§ Goal of the exercise
Output exactly the lines below, starting with the line that has "position is accumulated." and going on through the line that has "if self.signed_shares <", both included, and no other lines.

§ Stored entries
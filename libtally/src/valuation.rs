//! Share positions of equity accounts and what they are worth.
//!
//! The balance engine only records legs, dividends and prices. Everything
//! derived from them (cost basis, market value, total return) is computed once
//! the replay is done, by [`revalue`].

use crate::account::AccountRegistry;

use anyhow::{anyhow, Result};
use chrono::NaiveDateTime;
use rust_decimal::Decimal;

/// How the cost basis of a position is accumulated.
#[derive(Clone, Copy, Debug, Default, PartialEq, Eq)]
pub enum CostBasisMethod {
    /// Every leg ever recorded counts, even after the position was sold out.
    #[default]
    Cumulative,
    /// Start over whenever the running share count returns to zero.
    ResetWhenFlat,
}

/// One buy, sell or move of shares.
#[derive(Clone, Debug, PartialEq)]
pub struct ShareLeg {
    /// Cash value of the leg, always positive.
    pub value: Decimal,
    /// Positive when shares came in, negative when they went out.
    pub signed_shares: Decimal,
    pub fee: Decimal,
    pub timestamp: NaiveDateTime,
}

impl ShareLeg {
    /// `value` carrying the direction of the shares.
    pub fn signed_value(&self) -> Decimal {
        if self.signed_shares < Decimal::ZERO {
            -self.value
        } else {
            self.value
        }
    }
}

#[derive(Clone, Debug, Default, PartialEq)]
pub struct SharePosition {
    pub shares_held: Decimal,
    pub cost_basis: Decimal,
    pub fees: Decimal,
    pub dividends: Decimal,
    pub last_price_per_share: Decimal,
    pub market_value: Decimal,
    pub total_return: Decimal,
    pub legs: Vec<ShareLeg>,
}

impl SharePosition {
    /// `None`, with the position untouched, when a running total overflows.
    pub fn record(&mut self, leg: ShareLeg) -> Option<()> {
        let shares_held = self.shares_held.checked_add(leg.signed_shares)?;
        let fees = self.fees.checked_add(leg.fee)?;
        self.shares_held = shares_held;
        self.fees = fees;
        self.legs.push(leg);
        Some(())
    }

    pub fn cost_basis_with(&self, method: CostBasisMethod) -> Option<Decimal> {
        let mut held = Decimal::ZERO;
        let mut basis = Decimal::ZERO;
        for leg in &self.legs {
            basis = basis.checked_add(leg.signed_value())?.checked_add(leg.fee)?;
            held = held.checked_add(leg.signed_shares)?;
            if method == CostBasisMethod::ResetWhenFlat && held.is_zero() {
                basis = Decimal::ZERO;
            }
        }
        Some(basis)
    }

    pub fn revalue(&mut self, method: CostBasisMethod) -> Option<()> {
        let cost_basis = self.cost_basis_with(method)?;
        let market_value = self.shares_held.checked_mul(self.last_price_per_share)?;
        let total_return = market_value
            .checked_sub(cost_basis)?
            .checked_add(self.dividends)?;
        self.cost_basis = cost_basis;
        self.market_value = market_value;
        self.total_return = total_return;
        Some(())
    }

    /// Average price paid per share held, `None` without shares.
    pub fn average_price(&self) -> Option<Decimal> {
        if self.shares_held.is_zero() {
            return None;
        }
        Some(self.cost_basis.checked_div(self.shares_held)?.abs())
    }

    /// Total return relative to the cost basis, in percent.
    pub fn return_percent(&self) -> Option<Decimal> {
        if self.cost_basis.is_zero() {
            return None;
        }
        self.total_return
            .checked_div(self.cost_basis)?
            .checked_mul(Decimal::ONE_HUNDRED)
    }
}

/// Sums over every position of one equity account.
#[derive(Clone, Debug, Default, PartialEq)]
pub struct EquityTotals {
    pub cost_basis: Decimal,
    pub market_value: Decimal,
    pub total_return: Decimal,
}

impl EquityTotals {
    fn add(&mut self, position: &SharePosition) -> Option<()> {
        self.cost_basis = self.cost_basis.checked_add(position.cost_basis)?;
        self.market_value = self.market_value.checked_add(position.market_value)?;
        self.total_return = self.total_return.checked_add(position.total_return)?;
        Some(())
    }
}

pub fn revalue(registry: &mut AccountRegistry, method: CostBasisMethod) -> Result<()> {
    for account in registry.iter_mut() {
        let reference = account.reference();
        let shares = match account.shares.as_mut() {
            Some(shares) => shares,
            None => continue,
        };

        let mut totals = EquityTotals::default();
        for (company, position) in shares.iter_mut() {
            position
                .revalue(method)
                .and_then(|_| totals.add(position))
                .ok_or_else(|| {
                    anyhow!(format!(
                        "amount overflow valuing {} in {}",
                        company, reference
                    ))
                })?;
        }
        account.totals = Some(totals);
    }
    Ok(())
}

#[cfg(test)]
mod tests {
    use crate::valuation::{CostBasisMethod, ShareLeg, SharePosition};
    use chrono::NaiveDateTime;
    use rust_decimal::Decimal;
    use rust_decimal_macros::dec;

    use anyhow::{anyhow, Result};

    fn leg(value: Decimal, signed_shares: Decimal, fee: Decimal) -> ShareLeg {
        ShareLeg {
            value,
            signed_shares,
            fee,
            timestamp: NaiveDateTime::default(),
        }
    }

    fn position_of(legs: Vec<ShareLeg>) -> Result<SharePosition> {
        let mut position = SharePosition::default();
        for leg in legs {
            position.record(leg).ok_or(anyhow!("overflow"))?;
        }
        Ok(position)
    }

    fn revalued(mut position: SharePosition, method: CostBasisMethod) -> Result<SharePosition> {
        position.revalue(method).ok_or(anyhow!("overflow"))?;
        Ok(position)
    }

    #[test]
    fn two_buys_then_a_price() -> Result<()> {
        let mut position = position_of(vec![
            leg(dec!(1000), dec!(10), Decimal::ZERO),
            leg(dec!(600), dec!(5), Decimal::ZERO),
        ])?;
        position.last_price_per_share = dec!(120);
        let position = revalued(position, CostBasisMethod::Cumulative)?;

        assert_eq!(position.shares_held, dec!(15));
        assert_eq!(position.cost_basis, dec!(1600));
        assert_eq!(position.market_value, dec!(1800));
        assert_eq!(position.total_return, dec!(200));
        assert_eq!(position.average_price(), Some(dec!(1600) / dec!(15)));
        assert_eq!(position.return_percent(), Some(dec!(12.5)));
        Ok(())
    }

    #[test]
    fn fees_always_add_to_cost() -> Result<()> {
        let position = position_of(vec![
            leg(dec!(1000), dec!(10), dec!(5)),
            leg(dec!(600), dec!(-5), dec!(5)),
        ])?;
        let position = revalued(position, CostBasisMethod::Cumulative)?;

        assert_eq!(position.fees, dec!(10));
        assert_eq!(position.cost_basis, dec!(410));
        Ok(())
    }

    #[test]
    fn dividends_add_to_return() -> Result<()> {
        let mut position = position_of(vec![leg(dec!(1000), dec!(10), Decimal::ZERO)])?;
        position.last_price_per_share = dec!(100);
        let mut position = revalued(position, CostBasisMethod::Cumulative)?;
        let before = position.total_return;

        position.dividends += dec!(50);
        let position = revalued(position, CostBasisMethod::Cumulative)?;
        assert_eq!(position.total_return - before, dec!(50));
        Ok(())
    }

    #[test]
    fn reset_when_flat() -> Result<()> {
        let position = position_of(vec![
            leg(dec!(1000), dec!(10), Decimal::ZERO),
            leg(dec!(1200), dec!(-10), Decimal::ZERO),
            leg(dec!(500), dec!(5), Decimal::ZERO),
        ])?;

        assert_eq!(position.cost_basis_with(CostBasisMethod::Cumulative), Some(dec!(300)));
        assert_eq!(
            position.cost_basis_with(CostBasisMethod::ResetWhenFlat),
            Some(dec!(500))
        );
        assert_eq!(position.shares_held, dec!(5));
        Ok(())
    }

    #[test]
    fn empty_position_has_no_ratios() {
        let position = SharePosition::default();
        assert_eq!(position.average_price(), None);
        assert_eq!(position.return_percent(), None);
    }

    #[test]
    fn overflowing_leg_leaves_position_untouched() -> Result<()> {
        let mut position = position_of(vec![leg(dec!(1000), Decimal::MAX, Decimal::ZERO)])?;
        assert_eq!(position.record(leg(dec!(1), dec!(1), Decimal::ZERO)), None);
        assert_eq!(position.shares_held, Decimal::MAX);
        assert_eq!(position.legs.len(), 1);

        position.last_price_per_share = dec!(2);
        assert_eq!(position.revalue(CostBasisMethod::Cumulative), None);
        assert_eq!(position.market_value, Decimal::ZERO);
        Ok(())
    }
}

§ Answer for the task
/// How the cost basis of a position is accumulated.
#[derive(Clone, Copy, Debug, Default, PartialEq, Eq)]
pub enum CostBasisMethod {
    /// Every leg ever recorded counts, even after the position was sold out.
    #[default]
    Cumulative,
    /// Start over whenever the running share count returns to zero.
    ResetWhenFlat,
}

/// One buy, sell or move of shares.
#[derive(Clone, Debug, PartialEq)]
pub struct ShareLeg {
    /// Cash value of the leg, always positive.
    pub value: Decimal,
    /// Positive when shares came in, negative when they went out.
    pub signed_shares: Decimal,
    pub fee: Decimal,
    pub timestamp: NaiveDateTime,
}

impl ShareLeg {
    /// `value` carrying the direction of the shares.
    pub fn signed_value(&self) -> Decimal {
        if self.signed_shares < Decimal::ZERO {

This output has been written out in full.